_Assignment_
Retype, exactly as they appear below, the lines between the line holding "Upper bound of every speed figure [%]." and the line holding "100 % speed [A].", both ends included.

[Saved entries]
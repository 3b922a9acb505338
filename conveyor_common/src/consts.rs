//! Workspace-wide constants.
//!
//! Single source of truth for default timings, simulation coefficients and
//! parameter bounds. Durations are in milliseconds unless the name says
//! otherwise.

// ─── Cycle ──────────────────────────────────────────────────────────

/// Default control cycle time [ms].
pub const CYCLE_TIME_MS: u64 = 10;
pub const CYCLE_TIME_MS_MIN: u64 = 1;
pub const CYCLE_TIME_MS_MAX: u64 = 1000;

/// Default status log interval [cycles].
pub const LOG_INTERVAL_DEFAULT: u64 = 100;

/// Number of conveyor instances driven by the orchestrator.
pub const CONVEYOR_COUNT: usize = 2;

/// Capacity of fixed-size status/fault text.
pub const STATUS_TEXT_CAPACITY: usize = 64;

// ─── Speed ──────────────────────────────────────────────────────────

/// Lower bound of every speed figure [%].
pub const SPEED_MIN: f64 = 0.0;
/// Upper bound of every speed figure [%].
pub const SPEED_MAX: f64 = 100.0;

// ─── Motor ──────────────────────────────────────────────────────────

pub const MOTOR_STARTUP_DELAY_MS: u64 = 2000;
pub const MOTOR_RAMP_UP_MS: u64 = 5000;
pub const MOTOR_RAMP_DOWN_MS: u64 = 3000;
pub const MOTOR_FAULT_DEBOUNCE_MS: u64 = 500;

/// Feedback slew per cycle [% points].
pub const MOTOR_FEEDBACK_STEP: f64 = 2.0;
/// Simulated no-load current [A].
pub const MOTOR_CURRENT_BASE: f64 = 2.0;
/// Simulated current gain at 100 % speed [A].
pub const MOTOR_CURRENT_SLOPE: f64 = 8.0;
/// Simulated torque at 100 % speed [% of rated].
pub const MOTOR_TORQUE_SLOPE: f64 = 100.0;
/// Per-cycle current decay factor while stopping.
pub const MOTOR_CURRENT_DECAY: f64 = 0.9;

pub const MOTOR_OVERCURRENT_LIMIT: f64 = 12.0;
pub const MOTOR_OVERSPEED_MARGIN: f64 = 10.0;
pub const MOTOR_UNDERSPEED_MARGIN: f64 = 10.0;

// ─── Conveyor ───────────────────────────────────────────────────────

pub const CONVEYOR_START_DELAY_MS: u64 = 1000;
pub const CONVEYOR_FAULT_DEBOUNCE_MS: u64 = 10_000;
/// Sustained speed above this value trips the conveyor fault [%].
pub const CONVEYOR_OVERSPEED_THRESHOLD: i32 = 95;
pub const CONVEYOR_MAX_SPEED: i32 = 100;
pub const CONVEYOR_MIN_SPEED: i32 = 0;
/// Run hours between maintenance.
pub const CONVEYOR_MAINTENANCE_INTERVAL_H: u64 = 2000;
pub const CONVEYOR_MAINTENANCE_INTERVAL_H_MAX: u64 = 100_000;

// ─── Orchestrator ───────────────────────────────────────────────────

pub const AUTO_TOGGLE_MS: u64 = 10_000;
pub const CONVEYOR_SETPOINTS: [i32; CONVEYOR_COUNT] = [50, 75];

// ─── Timer bounds (all presets) ─────────────────────────────────────

pub const PRESET_MS_MIN: u64 = 1;
pub const PRESET_MS_MAX: u64 = 3_600_000;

_Solution below_
/// Upper bound of every speed figure [%].
pub const SPEED_MAX: f64 = 100.0;

// ─── Motor ──────────────────────────────────────────────────────────

pub const MOTOR_STARTUP_DELAY_MS: u64 = 2000;
pub const MOTOR_RAMP_UP_MS: u64 = 5000;
pub const MOTOR_RAMP_DOWN_MS: u64 = 3000;
pub const MOTOR_FAULT_DEBOUNCE_MS: u64 = 500;

/// Feedback slew per cycle [% points].
pub const MOTOR_FEEDBACK_STEP: f64 = 2.0;
/// Simulated no-load current [A].
pub const MOTOR_CURRENT_BASE: f64 = 2.0;
/// Simulated current gain at 100 % speed [A].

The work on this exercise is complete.